* **Exercise**
Among the entries below, one stretch runs from the line that contains "other => return" through the line that contains "critique.suggestions = detail.suggestions;". Repeat that stretch exactly, ends included, and only that.

[Stored data entries]
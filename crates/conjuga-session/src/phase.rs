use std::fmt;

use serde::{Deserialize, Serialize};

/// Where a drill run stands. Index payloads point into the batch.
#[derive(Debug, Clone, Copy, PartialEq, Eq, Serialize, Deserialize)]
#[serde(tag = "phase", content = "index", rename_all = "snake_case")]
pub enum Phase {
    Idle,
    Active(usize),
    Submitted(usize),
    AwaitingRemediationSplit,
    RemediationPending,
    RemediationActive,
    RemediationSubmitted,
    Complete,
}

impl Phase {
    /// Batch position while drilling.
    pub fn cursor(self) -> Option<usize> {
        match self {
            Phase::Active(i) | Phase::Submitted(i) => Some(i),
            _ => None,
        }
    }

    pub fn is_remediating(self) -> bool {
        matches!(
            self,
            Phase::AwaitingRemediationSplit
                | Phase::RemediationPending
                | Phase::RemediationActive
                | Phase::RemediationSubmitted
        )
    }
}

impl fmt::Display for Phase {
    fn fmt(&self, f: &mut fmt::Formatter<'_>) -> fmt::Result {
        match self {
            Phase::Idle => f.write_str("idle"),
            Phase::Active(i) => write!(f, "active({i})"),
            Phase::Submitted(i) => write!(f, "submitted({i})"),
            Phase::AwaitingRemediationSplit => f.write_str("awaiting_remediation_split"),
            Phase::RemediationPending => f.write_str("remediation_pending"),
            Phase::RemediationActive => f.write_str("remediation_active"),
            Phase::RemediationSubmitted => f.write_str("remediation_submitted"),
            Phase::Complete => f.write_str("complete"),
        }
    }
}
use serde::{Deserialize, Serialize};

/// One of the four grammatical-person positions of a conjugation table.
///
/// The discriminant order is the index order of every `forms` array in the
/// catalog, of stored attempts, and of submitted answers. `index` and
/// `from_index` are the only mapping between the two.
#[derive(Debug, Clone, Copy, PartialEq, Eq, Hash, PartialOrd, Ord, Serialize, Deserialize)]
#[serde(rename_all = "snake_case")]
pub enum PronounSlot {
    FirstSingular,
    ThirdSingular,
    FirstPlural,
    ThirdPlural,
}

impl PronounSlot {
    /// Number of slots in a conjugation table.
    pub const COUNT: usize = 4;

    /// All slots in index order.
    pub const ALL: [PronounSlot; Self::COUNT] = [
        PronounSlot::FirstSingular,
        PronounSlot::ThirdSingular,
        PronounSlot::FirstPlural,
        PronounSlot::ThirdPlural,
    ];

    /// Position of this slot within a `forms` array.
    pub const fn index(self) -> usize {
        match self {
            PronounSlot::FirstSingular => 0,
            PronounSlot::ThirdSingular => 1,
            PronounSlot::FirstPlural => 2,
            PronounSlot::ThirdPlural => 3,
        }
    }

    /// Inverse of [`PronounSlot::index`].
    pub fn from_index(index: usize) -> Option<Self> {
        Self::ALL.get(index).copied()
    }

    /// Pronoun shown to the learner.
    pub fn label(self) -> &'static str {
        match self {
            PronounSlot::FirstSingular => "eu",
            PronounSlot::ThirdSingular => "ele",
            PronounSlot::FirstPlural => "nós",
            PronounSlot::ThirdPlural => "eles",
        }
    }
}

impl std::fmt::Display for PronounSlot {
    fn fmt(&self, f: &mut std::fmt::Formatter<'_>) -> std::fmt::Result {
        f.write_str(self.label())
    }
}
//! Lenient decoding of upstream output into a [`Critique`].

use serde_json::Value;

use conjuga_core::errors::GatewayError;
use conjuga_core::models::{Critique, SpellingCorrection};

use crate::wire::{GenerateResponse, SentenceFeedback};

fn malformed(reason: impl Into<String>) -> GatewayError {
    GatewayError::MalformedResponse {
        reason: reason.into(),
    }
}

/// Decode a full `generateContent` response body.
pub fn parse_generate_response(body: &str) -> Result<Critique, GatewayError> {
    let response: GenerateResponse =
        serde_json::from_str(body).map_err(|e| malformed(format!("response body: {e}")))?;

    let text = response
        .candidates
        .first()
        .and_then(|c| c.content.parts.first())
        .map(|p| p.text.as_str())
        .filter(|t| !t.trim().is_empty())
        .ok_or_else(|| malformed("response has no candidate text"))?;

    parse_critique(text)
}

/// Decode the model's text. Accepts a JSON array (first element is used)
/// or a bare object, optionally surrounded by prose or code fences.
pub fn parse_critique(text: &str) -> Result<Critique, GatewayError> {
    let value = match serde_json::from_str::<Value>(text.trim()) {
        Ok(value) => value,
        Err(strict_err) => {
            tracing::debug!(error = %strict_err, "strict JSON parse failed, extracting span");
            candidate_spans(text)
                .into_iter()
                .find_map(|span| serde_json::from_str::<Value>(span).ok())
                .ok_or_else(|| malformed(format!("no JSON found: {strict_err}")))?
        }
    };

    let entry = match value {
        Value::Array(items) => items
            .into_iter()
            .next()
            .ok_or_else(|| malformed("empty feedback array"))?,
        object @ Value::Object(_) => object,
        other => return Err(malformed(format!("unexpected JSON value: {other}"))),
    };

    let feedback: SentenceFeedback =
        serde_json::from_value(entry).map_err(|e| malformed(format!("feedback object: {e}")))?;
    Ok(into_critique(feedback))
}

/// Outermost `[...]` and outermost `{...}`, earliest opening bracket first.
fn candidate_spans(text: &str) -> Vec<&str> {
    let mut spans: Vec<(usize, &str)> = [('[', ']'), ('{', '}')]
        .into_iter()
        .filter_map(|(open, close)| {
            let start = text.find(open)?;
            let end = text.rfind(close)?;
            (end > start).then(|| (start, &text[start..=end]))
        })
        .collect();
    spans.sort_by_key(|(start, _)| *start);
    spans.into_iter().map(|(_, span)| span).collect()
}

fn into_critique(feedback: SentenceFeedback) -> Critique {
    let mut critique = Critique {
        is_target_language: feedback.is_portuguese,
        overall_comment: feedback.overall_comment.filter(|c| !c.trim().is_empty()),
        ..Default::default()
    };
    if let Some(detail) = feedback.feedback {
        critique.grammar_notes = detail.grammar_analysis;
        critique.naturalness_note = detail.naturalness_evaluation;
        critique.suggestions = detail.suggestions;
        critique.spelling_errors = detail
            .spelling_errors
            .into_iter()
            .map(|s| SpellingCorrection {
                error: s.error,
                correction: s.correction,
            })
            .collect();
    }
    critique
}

* * *

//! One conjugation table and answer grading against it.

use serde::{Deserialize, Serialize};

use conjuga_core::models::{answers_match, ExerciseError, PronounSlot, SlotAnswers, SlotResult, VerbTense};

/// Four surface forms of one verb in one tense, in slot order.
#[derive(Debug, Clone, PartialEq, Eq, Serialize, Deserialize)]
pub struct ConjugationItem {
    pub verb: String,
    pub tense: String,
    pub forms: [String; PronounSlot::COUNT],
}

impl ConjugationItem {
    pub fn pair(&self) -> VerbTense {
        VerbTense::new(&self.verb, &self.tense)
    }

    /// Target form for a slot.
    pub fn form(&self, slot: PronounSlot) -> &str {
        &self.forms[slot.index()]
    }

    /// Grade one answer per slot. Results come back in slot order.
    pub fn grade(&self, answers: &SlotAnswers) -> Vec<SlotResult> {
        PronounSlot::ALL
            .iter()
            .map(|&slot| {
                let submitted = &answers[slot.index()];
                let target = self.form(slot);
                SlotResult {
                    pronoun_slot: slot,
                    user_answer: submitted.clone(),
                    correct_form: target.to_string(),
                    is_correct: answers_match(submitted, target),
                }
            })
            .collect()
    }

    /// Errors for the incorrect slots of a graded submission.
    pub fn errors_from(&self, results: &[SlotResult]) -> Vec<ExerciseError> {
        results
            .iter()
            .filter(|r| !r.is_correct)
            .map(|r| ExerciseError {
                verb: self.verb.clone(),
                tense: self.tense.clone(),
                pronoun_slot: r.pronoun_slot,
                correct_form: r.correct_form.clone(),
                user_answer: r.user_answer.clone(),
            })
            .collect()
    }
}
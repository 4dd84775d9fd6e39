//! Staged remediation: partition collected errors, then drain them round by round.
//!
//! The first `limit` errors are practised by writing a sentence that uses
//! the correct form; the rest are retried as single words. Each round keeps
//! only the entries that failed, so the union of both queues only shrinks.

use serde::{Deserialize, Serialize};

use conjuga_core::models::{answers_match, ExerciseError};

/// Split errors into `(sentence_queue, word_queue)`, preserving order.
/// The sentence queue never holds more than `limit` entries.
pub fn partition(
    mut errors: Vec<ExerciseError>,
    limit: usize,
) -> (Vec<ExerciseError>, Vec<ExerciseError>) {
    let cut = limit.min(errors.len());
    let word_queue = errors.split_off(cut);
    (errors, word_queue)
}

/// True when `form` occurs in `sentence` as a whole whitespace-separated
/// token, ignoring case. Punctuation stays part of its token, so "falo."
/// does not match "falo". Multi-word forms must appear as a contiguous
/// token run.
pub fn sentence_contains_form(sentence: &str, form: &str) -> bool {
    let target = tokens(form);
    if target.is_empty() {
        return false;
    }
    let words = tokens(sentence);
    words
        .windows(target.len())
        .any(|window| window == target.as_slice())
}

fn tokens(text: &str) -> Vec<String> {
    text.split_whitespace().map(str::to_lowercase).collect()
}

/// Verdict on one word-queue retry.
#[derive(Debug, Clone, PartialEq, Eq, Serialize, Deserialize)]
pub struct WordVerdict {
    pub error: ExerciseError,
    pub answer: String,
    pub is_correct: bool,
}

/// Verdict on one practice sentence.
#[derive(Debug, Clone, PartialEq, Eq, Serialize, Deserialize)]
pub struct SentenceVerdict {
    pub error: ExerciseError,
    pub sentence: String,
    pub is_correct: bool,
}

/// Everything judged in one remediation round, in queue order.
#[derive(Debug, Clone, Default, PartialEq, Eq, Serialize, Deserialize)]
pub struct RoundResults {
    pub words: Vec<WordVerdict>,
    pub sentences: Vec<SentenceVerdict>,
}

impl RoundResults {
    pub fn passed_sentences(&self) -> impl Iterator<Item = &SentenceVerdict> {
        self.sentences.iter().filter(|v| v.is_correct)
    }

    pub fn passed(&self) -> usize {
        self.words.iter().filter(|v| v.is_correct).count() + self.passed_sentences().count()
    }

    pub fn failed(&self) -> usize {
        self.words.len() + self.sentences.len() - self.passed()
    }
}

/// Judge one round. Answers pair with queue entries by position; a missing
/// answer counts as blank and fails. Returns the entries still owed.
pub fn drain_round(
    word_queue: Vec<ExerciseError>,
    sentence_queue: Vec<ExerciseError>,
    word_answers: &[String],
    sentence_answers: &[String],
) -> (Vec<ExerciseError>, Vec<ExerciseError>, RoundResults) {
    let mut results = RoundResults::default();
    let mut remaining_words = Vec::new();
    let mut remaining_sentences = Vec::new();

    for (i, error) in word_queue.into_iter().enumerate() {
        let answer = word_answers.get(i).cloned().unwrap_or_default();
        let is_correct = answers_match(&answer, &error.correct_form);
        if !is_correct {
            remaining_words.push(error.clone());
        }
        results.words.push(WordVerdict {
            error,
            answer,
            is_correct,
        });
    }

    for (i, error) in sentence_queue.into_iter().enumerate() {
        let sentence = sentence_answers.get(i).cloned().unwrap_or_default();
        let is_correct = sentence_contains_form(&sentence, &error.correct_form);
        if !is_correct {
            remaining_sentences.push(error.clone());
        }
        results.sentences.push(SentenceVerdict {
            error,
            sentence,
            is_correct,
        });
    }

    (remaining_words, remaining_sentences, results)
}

* **Answer for this exercise**
        other => return Err(malformed(format!("unexpected JSON value: {other}"))),
    };

    let feedback: SentenceFeedback =
        serde_json::from_value(entry).map_err(|e| malformed(format!("feedback object: {e}")))?;
    Ok(into_critique(feedback))
}

/// Outermost `[...]` and outermost `{...}`, earliest opening bracket first.
fn candidate_spans(text: &str) -> Vec<&str> {
    let mut spans: Vec<(usize, &str)> = [('[', ']'), ('{', '}')]
        .into_iter()
        .filter_map(|(open, close)| {
            let start = text.find(open)?;
            let end = text.rfind(close)?;
            (end > start).then(|| (start, &text[start..=end]))
        })
        .collect();
    spans.sort_by_key(|(start, _)| *start);
    spans.into_iter().map(|(_, span)| span).collect()
}

fn into_critique(feedback: SentenceFeedback) -> Critique {
    let mut critique = Critique {
        is_target_language: feedback.is_portuguese,
        overall_comment: feedback.overall_comment.filter(|c| !c.trim().is_empty()),
        ..Default::default()
    };
    if let Some(detail) = feedback.feedback {
        critique.grammar_notes = detail.grammar_analysis;
        critique.naturalness_note = detail.naturalness_evaluation;
        critique.suggestions = detail.suggestions;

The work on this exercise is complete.